■ **EXERCISE GOAL**: Each entry below must appear in the answer exactly as written.
################
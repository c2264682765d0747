pub mod block;
pub mod difficulty;
pub mod merkle;
pub mod model;
pub mod pow;

use serde::Serialize;

pub use block::Block;
pub use model::{Blockchain, InvalidReason, ValidationFailure};

/// Default Proof-of-Work difficulty (number of leading zeros) when dynamic
/// adjustment is off.
pub const DEFAULT_DIFFICULTY: u32 = difficulty::BASELINE_DIFFICULTY;

/// Fixed block subsidy, paid on top of the collected fees.
pub const BASE_REWARD: f64 = 1.0;

/// Upper bound on transactions pulled from the pool per block (reward excluded).
pub const MAX_TXS_PER_BLOCK: usize = 5;

/// Highest fixed difficulty accepted at runtime (keep low in dev to avoid long waits).
pub const DIFF_MAX: u32 = 6;

/// Knobs that shape how the next blocks are mined. Changing them affects
/// future blocks only.
#[derive(Debug, Clone, Copy, PartialEq, Eq, Serialize)]
pub struct MiningSettings {
    /// Race two worker threads (even/odd nonces) instead of one sequential search.
    pub threaded: bool,
    /// Pick difficulty 3/4/5 from recent block times instead of `fixed_difficulty`.
    pub dynamic_difficulty: bool,
    /// Used for the genesis block and whenever dynamic difficulty is off.
    pub fixed_difficulty: u32,
    pub max_txs_per_block: usize,
}

impl Default for MiningSettings {
    fn default() -> Self {
        Self {
            threaded: true,
            dynamic_difficulty: true,
            fixed_difficulty: DEFAULT_DIFFICULTY,
            max_txs_per_block: MAX_TXS_PER_BLOCK,
        }
    }
}

impl MiningSettings {
    /// Single-threaded, constant difficulty.
    pub fn fixed(difficulty: u32) -> Self {
        Self {
            threaded: false,
            dynamic_difficulty: false,
            fixed_difficulty: difficulty,
            max_txs_per_block: MAX_TXS_PER_BLOCK,
        }
    }
}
################
■ **TASK SOLUTION**:
repository c2264682765d0747
pub mod block;
pub mod difficulty;
pub mod merkle;
pub mod model;
pub mod pow;

use serde::Serialize;

pub use block::Block;
pub use model::{Blockchain, InvalidReason, ValidationFailure};

/// Default Proof-of-Work difficulty (number of leading zeros) when dynamic
/// adjustment is off.
pub const DEFAULT_DIFFICULTY: u32 = difficulty::BASELINE_DIFFICULTY;

/// Fixed block subsidy, paid on top of the collected fees.
pub const BASE_REWARD: f64 = 1.0;

/// Upper bound on transactions pulled from the pool per block (reward excluded).
pub const MAX_TXS_PER_BLOCK: usize = 5;

/// Highest fixed difficulty accepted at runtime (keep low in dev to avoid long waits).
pub const DIFF_MAX: u32 = 6;

/// Knobs that shape how the next blocks are mined. Changing them affects
/// future blocks only.
#[derive(Debug, Clone, Copy, PartialEq, Eq, Serialize)]
pub struct MiningSettings {
    /// Race two worker threads (even/odd nonces) instead of one sequential search.
    pub threaded: bool,
    /// Pick difficulty 3/4/5 from recent block times instead of `fixed_difficulty`.
    pub dynamic_difficulty: bool,
    /// Used for the genesis block and whenever dynamic difficulty is off.
    pub fixed_difficulty: u32,
    pub max_txs_per_block: usize,
}

impl Default for MiningSettings {
    fn default() -> Self {
        Self {
            threaded: true,
            dynamic_difficulty: true,
            fixed_difficulty: DEFAULT_DIFFICULTY,
            max_txs_per_block: MAX_TXS_PER_BLOCK,
        }
    }
}

impl MiningSettings {
    /// Single-threaded, constant difficulty.
    pub fn fixed(difficulty: u32) -> Self {
        Self {
            threaded: false,
            dynamic_difficulty: false,
            fixed_difficulty: difficulty,
            max_txs_per_block: MAX_TXS_PER_BLOCK,
        }
    }
}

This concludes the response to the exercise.